Nitrile-hydrolyzing bacteria have the potential to perform useful biotransformations such as the production of industrially useful acids and amides. In this study, we report a nitrile-degrading bacterium with significant nitrile metabolism. Molecular characterization of 16S rDNA gene characterized this strain as Bacillus cereus. Medium optimization of B. cereus FA12 showed that biomass and nitrilase production was strongly supported by glucose (10 gL− 1) and yeast extract (10 gL− 1). Enzymatic production improved slightly in the pH range from 6.0 to 7.0. The addition of Mg+2, Fe+2, and Na+ supported biomass and nitrilase production; however, other metal ions, Co+2 and Cu+2, inhibited production.

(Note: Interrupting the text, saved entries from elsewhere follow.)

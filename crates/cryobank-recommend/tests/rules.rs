use cryobank_core::models::observation::{
    ClinicalObservation, OvulationStatus, SemenAnalysis, TubalStatus,
};
use cryobank_recommend::rules::{afc, age, amh, duration, fsh, iui_history, ovulation, semen, tubal};
use cryobank_recommend::scoring::{accumulate, RuleId};
use cryobank_recommend::{all_rules, get_rule};

fn fired(obs: &ClinicalObservation, id: RuleId) -> Option<(i32, String)> {
    get_rule(id)
        .unwrap()
        .assess(obs)
        .map(|f| (f.delta, f.reason))
}

fn with_semen(c: f64, m: f64, p: f64) -> ClinicalObservation {
    ClinicalObservation {
        semen: SemenAnalysis {
            sperm_concentration_million_per_ml: c,
            sperm_motility_percent: m,
            sperm_morphology_percent: p,
        },
        ..Default::default()
    }
}

#[test]
fn rules_run_in_fixed_order() {
    let ids: Vec<RuleId> = all_rules().iter().map(|r| r.id()).collect();
    assert_eq!(
        ids,
        vec![
            RuleId::Age,
            RuleId::InfertilityDuration,
            RuleId::PreviousIui,
            RuleId::Tubal,
            RuleId::Ovulation,
            RuleId::Amh,
            RuleId::Fsh,
            RuleId::Afc,
            RuleId::Semen,
        ]
    );
}

#[test]
fn empty_observation_fires_nothing() {
    let evidence = accumulate(&ClinicalObservation::default());
    assert_eq!(evidence.score, 0);
    assert!(evidence.findings.is_empty());
}

#[test]
fn age_bands() {
    let at = |years| ClinicalObservation {
        patient_age_years: years,
        ..Default::default()
    };
    assert_eq!(fired(&at(34), RuleId::Age), Some((2, age::YOUNG.to_string())));
    assert_eq!(fired(&at(35), RuleId::Age), None);
    assert_eq!(fired(&at(39), RuleId::Age), None);
    assert_eq!(fired(&at(40), RuleId::Age), Some((-3, age::ADVANCED.to_string())));
    assert_eq!(fired(&at(0), RuleId::Age), None);
}

#[test]
fn duration_bands() {
    let at = |months| ClinicalObservation {
        infertility_duration_months: months,
        ..Default::default()
    };
    let id = RuleId::InfertilityDuration;
    assert_eq!(fired(&at(11), id), Some((1, duration::SHORT.to_string())));
    assert_eq!(fired(&at(12), id), None);
    assert_eq!(fired(&at(35), id), None);
    assert_eq!(fired(&at(36), id), Some((-2, duration::LONG.to_string())));
}

#[test]
fn previous_iui_threshold() {
    let at = |n| ClinicalObservation {
        previous_iui_attempts: n,
        ..Default::default()
    };
    assert_eq!(fired(&at(2), RuleId::PreviousIui), None);
    assert_eq!(
        fired(&at(3), RuleId::PreviousIui),
        Some((-3, iui_history::REPEATED_FAILURE.to_string()))
    );
}

#[test]
fn tubal_and_ovulation_states() {
    let tubes = |t| ClinicalObservation {
        tubal_status: t,
        ..Default::default()
    };
    assert_eq!(
        fired(&tubes(TubalStatus::Blocked), RuleId::Tubal),
        Some((-5, tubal::BLOCKED.to_string()))
    );
    assert_eq!(
        fired(&tubes(TubalStatus::Normal), RuleId::Tubal),
        Some((1, tubal::NORMAL.to_string()))
    );
    assert_eq!(fired(&tubes(TubalStatus::Unknown), RuleId::Tubal), None);

    let ov = |o| ClinicalObservation {
        ovulation_status: o,
        ..Default::default()
    };
    assert_eq!(
        fired(&ov(OvulationStatus::Anovulatory), RuleId::Ovulation),
        Some((-1, ovulation::ANOVULATORY.to_string()))
    );
    assert_eq!(
        fired(&ov(OvulationStatus::Regular), RuleId::Ovulation),
        Some((1, ovulation::REGULAR.to_string()))
    );
    assert_eq!(fired(&ov(OvulationStatus::Irregular), RuleId::Ovulation), None);
}

#[test]
fn ovarian_reserve_bands() {
    let amh_at = |v| ClinicalObservation {
        amh_ng_per_ml: v,
        ..Default::default()
    };
    assert_eq!(fired(&amh_at(0.99), RuleId::Amh), Some((-2, amh::LOW.to_string())));
    assert_eq!(fired(&amh_at(1.0), RuleId::Amh), Some((1, amh::NORMAL.to_string())));
    assert_eq!(fired(&amh_at(4.0), RuleId::Amh), Some((1, amh::NORMAL.to_string())));
    assert_eq!(fired(&amh_at(4.5), RuleId::Amh), None);

    let fsh_at = |v| ClinicalObservation {
        fsh_miu_per_ml: v,
        ..Default::default()
    };
    assert_eq!(fired(&fsh_at(10.0), RuleId::Fsh), Some((1, fsh::NORMAL.to_string())));
    assert_eq!(fired(&fsh_at(10.1), RuleId::Fsh), Some((-2, fsh::ELEVATED.to_string())));

    let afc_at = |n| ClinicalObservation {
        antral_follicle_count: n,
        ..Default::default()
    };
    assert_eq!(fired(&afc_at(4), RuleId::Afc), Some((-2, afc::LOW.to_string())));
    assert_eq!(fired(&afc_at(5), RuleId::Afc), Some((1, afc::NORMAL.to_string())));
    assert_eq!(fired(&afc_at(15), RuleId::Afc), Some((1, afc::NORMAL.to_string())));
    assert_eq!(fired(&afc_at(16), RuleId::Afc), None);
}

#[test]
fn semen_requires_all_three_values() {
    assert_eq!(fired(&with_semen(40.0, 50.0, 0.0), RuleId::Semen), None);
    assert_eq!(fired(&with_semen(0.0, 50.0, 6.0), RuleId::Semen), None);
}

#[test]
fn semen_classification() {
    assert_eq!(
        fired(&with_semen(15.0, 40.0, 4.0), RuleId::Semen),
        Some((2, semen::NORMAL.to_string()))
    );
    assert_eq!(
        fired(&with_semen(4.9, 60.0, 6.0), RuleId::Semen),
        Some((-3, semen::SEVERE.to_string()))
    );
    assert_eq!(
        fired(&with_semen(30.0, 19.0, 6.0), RuleId::Semen),
        Some((-3, semen::SEVERE.to_string()))
    );
    assert_eq!(
        fired(&with_semen(30.0, 50.0, 0.5), RuleId::Semen),
        Some((-3, semen::SEVERE.to_string()))
    );
    assert_eq!(
        fired(&with_semen(10.0, 30.0, 2.0), RuleId::Semen),
        Some((-1, semen::MILD.to_string()))
    );
}

#[test]
fn ivf_flag_matches_reason_wording() {
    // Every reason any rule can emit, paired with an observation that fires it.
    let cases = [
        ClinicalObservation { patient_age_years: 30, ..Default::default() },
        ClinicalObservation { patient_age_years: 41, ..Default::default() },
        ClinicalObservation { infertility_duration_months: 3, ..Default::default() },
        ClinicalObservation { infertility_duration_months: 50, ..Default::default() },
        ClinicalObservation { previous_iui_attempts: 5, ..Default::default() },
        ClinicalObservation { tubal_status: TubalStatus::Blocked, ..Default::default() },
        ClinicalObservation { tubal_status: TubalStatus::Normal, ..Default::default() },
        ClinicalObservation { ovulation_status: OvulationStatus::Anovulatory, ..Default::default() },
        ClinicalObservation { ovulation_status: OvulationStatus::Regular, ..Default::default() },
        ClinicalObservation { amh_ng_per_ml: 0.3, ..Default::default() },
        ClinicalObservation { amh_ng_per_ml: 2.0, ..Default::default() },
        ClinicalObservation { fsh_miu_per_ml: 14.0, ..Default::default() },
        ClinicalObservation { fsh_miu_per_ml: 6.0, ..Default::default() },
        ClinicalObservation { antral_follicle_count: 2, ..Default::default() },
        ClinicalObservation { antral_follicle_count: 9, ..Default::default() },
        with_semen(50.0, 50.0, 5.0),
        with_semen(1.0, 10.0, 0.5),
        with_semen(10.0, 30.0, 2.0),
    ];

    let mut seen = 0;
    for obs in &cases {
        for finding in accumulate(obs).findings {
            let worded = finding.reason.contains("IVF") || finding.reason.contains("required");
            assert_eq!(finding.implies_ivf, worded, "{}", finding.reason);
            seen += 1;
        }
    }
    assert_eq!(seen, cases.len());
}
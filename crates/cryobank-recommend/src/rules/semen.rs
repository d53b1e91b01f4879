use cryobank_core::models::observation::{ClinicalObservation, SemenAnalysis};

use crate::scoring::{Finding, RuleId};
use crate::Rule;

pub const NORMAL: &str = "Normal semen parameters";
pub const SEVERE: &str = "Severe male factor (IVF recommended)";
pub const MILD: &str = "Mild-moderate male factor";

/// Partner semen analysis (concentration M/mL, progressive motility %,
/// normal morphology %). Skipped unless all three values were measured.
pub struct Semen;

/// WHO lower reference limits used for a "normal" result.
const NORMAL_CONCENTRATION: f64 = 15.0;
const NORMAL_MOTILITY: f64 = 40.0;
const NORMAL_MORPHOLOGY: f64 = 4.0;

/// Below any of these the male factor is severe.
const SEVERE_CONCENTRATION: f64 = 5.0;
const SEVERE_MOTILITY: f64 = 20.0;
const SEVERE_MORPHOLOGY: f64 = 1.0;

fn is_normal(s: &SemenAnalysis) -> bool {
    s.sperm_concentration_million_per_ml >= NORMAL_CONCENTRATION
        && s.sperm_motility_percent >= NORMAL_MOTILITY
        && s.sperm_morphology_percent >= NORMAL_MORPHOLOGY
}

fn is_severe(s: &SemenAnalysis) -> bool {
    s.sperm_concentration_million_per_ml < SEVERE_CONCENTRATION
        || s.sperm_motility_percent < SEVERE_MOTILITY
        || s.sperm_morphology_percent < SEVERE_MORPHOLOGY
}

impl Rule for Semen {
    fn id(&self) -> RuleId {
        RuleId::Semen
    }

    fn name(&self) -> &str {
        "Semen analysis"
    }

    fn assess(&self, observation: &ClinicalObservation) -> Option<Finding> {
        let semen = &observation.semen;
        if !semen.is_complete() {
            return None;
        }
        let finding = if is_normal(semen) {
            Finding::new(RuleId::Semen, 2, NORMAL)
        } else if is_severe(semen) {
            Finding::new(RuleId::Semen, -3, SEVERE).implying_ivf()
        } else {
            Finding::new(RuleId::Semen, -1, MILD)
        };
        Some(finding)
    }
}
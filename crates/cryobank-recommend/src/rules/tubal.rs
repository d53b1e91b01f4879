use cryobank_core::models::observation::{ClinicalObservation, TubalStatus};

use crate::scoring::{Finding, RuleId};
use crate::Rule;

pub const BLOCKED: &str = "Blocked fallopian tubes (IVF required)";
pub const NORMAL: &str = "Normal fallopian tubes";

/// Tubal patency. Blocked tubes also trigger the resolver's IVF override.
pub struct Tubal;

impl Rule for Tubal {
    fn id(&self) -> RuleId {
        RuleId::Tubal
    }

    fn name(&self) -> &str {
        "Tubal status"
    }

    fn assess(&self, observation: &ClinicalObservation) -> Option<Finding> {
        match observation.tubal_status {
            TubalStatus::Blocked => Some(Finding::new(RuleId::Tubal, -5, BLOCKED).implying_ivf()),
            TubalStatus::Normal => Some(Finding::new(RuleId::Tubal, 1, NORMAL)),
            TubalStatus::Unknown => None,
        }
    }
}
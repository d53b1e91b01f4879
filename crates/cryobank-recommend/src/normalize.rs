//! Raw form text → [`ClinicalObservation`].
//!
//! Never fails. Blank, non-numeric, negative or non-finite input collapses to
//! the zero "not provided" sentinel; unrecognised enum labels become `Unknown`.

use cryobank_core::models::form::RawDiagnosisForm;
use cryobank_core::models::observation::{
    ClinicalObservation, OvulationStatus, SemenAnalysis, TubalStatus,
};

pub fn normalize(form: &RawDiagnosisForm) -> ClinicalObservation {
    ClinicalObservation {
        patient_age_years: parse_count(&form.patient_age),
        infertility_duration_months: parse_count(&form.infertility_duration),
        previous_iui_attempts: parse_count(&form.previous_iui_attempts),
        tubal_status: form
            .tubal_status
            .as_deref()
            .map(TubalStatus::from_label)
            .unwrap_or_default(),
        ovulation_status: form
            .ovulation_status
            .as_deref()
            .map(OvulationStatus::from_label)
            .unwrap_or_default(),
        amh_ng_per_ml: parse_measure(&form.amh),
        fsh_miu_per_ml: parse_measure(&form.fsh),
        antral_follicle_count: parse_count(&form.afc),
        semen: SemenAnalysis {
            sperm_concentration_million_per_ml: parse_measure(&form.sperm_count),
            sperm_motility_percent: parse_measure(&form.sperm_motility),
            sperm_morphology_percent: parse_measure(&form.sperm_morphology),
        },
    }
}

/// Parse a non-negative measurement, falling back to 0.
pub fn parse_measure(raw: &str) -> f64 {
    match raw.trim().parse::<f64>() {
        Ok(v) if v.is_finite() && v > 0.0 => v,
        _ => 0.0,
    }
}

/// Parse a whole count. Decimal input is truncated ("34.9" → 34).
pub fn parse_count(raw: &str) -> u32 {
    let trimmed = raw.trim();
    if let Ok(v) = trimmed.parse::<u32>() {
        return v;
    }
    // Float-to-int `as` saturates at u32::MAX.
    parse_measure(trimmed) as u32
}
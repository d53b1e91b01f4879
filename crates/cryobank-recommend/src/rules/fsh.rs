use cryobank_core::models::observation::ClinicalObservation;

use crate::scoring::{Finding, RuleId};
use crate::Rule;

pub const ELEVATED: &str = "Elevated FSH (> 10 mIU/mL)";
pub const NORMAL: &str = "Normal FSH (≤ 10 mIU/mL)";

/// Follicle-stimulating hormone, mIU/mL.
pub struct Fsh;

impl Rule for Fsh {
    fn id(&self) -> RuleId {
        RuleId::Fsh
    }

    fn name(&self) -> &str {
        "FSH"
    }

    fn assess(&self, observation: &ClinicalObservation) -> Option<Finding> {
        let fsh = observation.fsh_miu_per_ml;
        if fsh > 10.0 {
            Some(Finding::new(RuleId::Fsh, -2, ELEVATED))
        } else if fsh > 0.0 {
            Some(Finding::new(RuleId::Fsh, 1, NORMAL))
        } else {
            None
        }
    }
}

The apparent molecular mass of the purified FA12 nitrilase as determined by sodium dodecyl sulfate-polyacrylamide gel electrophoresis (SDS-PAGE) was about 45 kDa. Nitrilase FA12 shows relatively high activity and stability at pH 7.0 and 40°C. Nitrilase FA12 was marginally inhibited with Ca+ 2 and Co+2, whereas inhibition in the presence of dithiothreitol or DTT was 80%. The pseudo Km (mM) values of resting cells (i.e., treating whole cells as if they were an enzyme) for acetonitrile and acetamide were determined to be 2.36 and 1.81, respectively. Under optimum situations, B. cereus FA12 resting cells produced 83 and 58 (U/mg) acetonitrile/acetamide degrading activity, respectively. Ammonia production from acetamide and acetonitrile by the B. cereus FA12 was maximum after 5 and 7 h of incubation, respectively. These results indicate that B. cereus FA12 resting cells may be used in nitrile biotransformations to produce commercially useful compounds.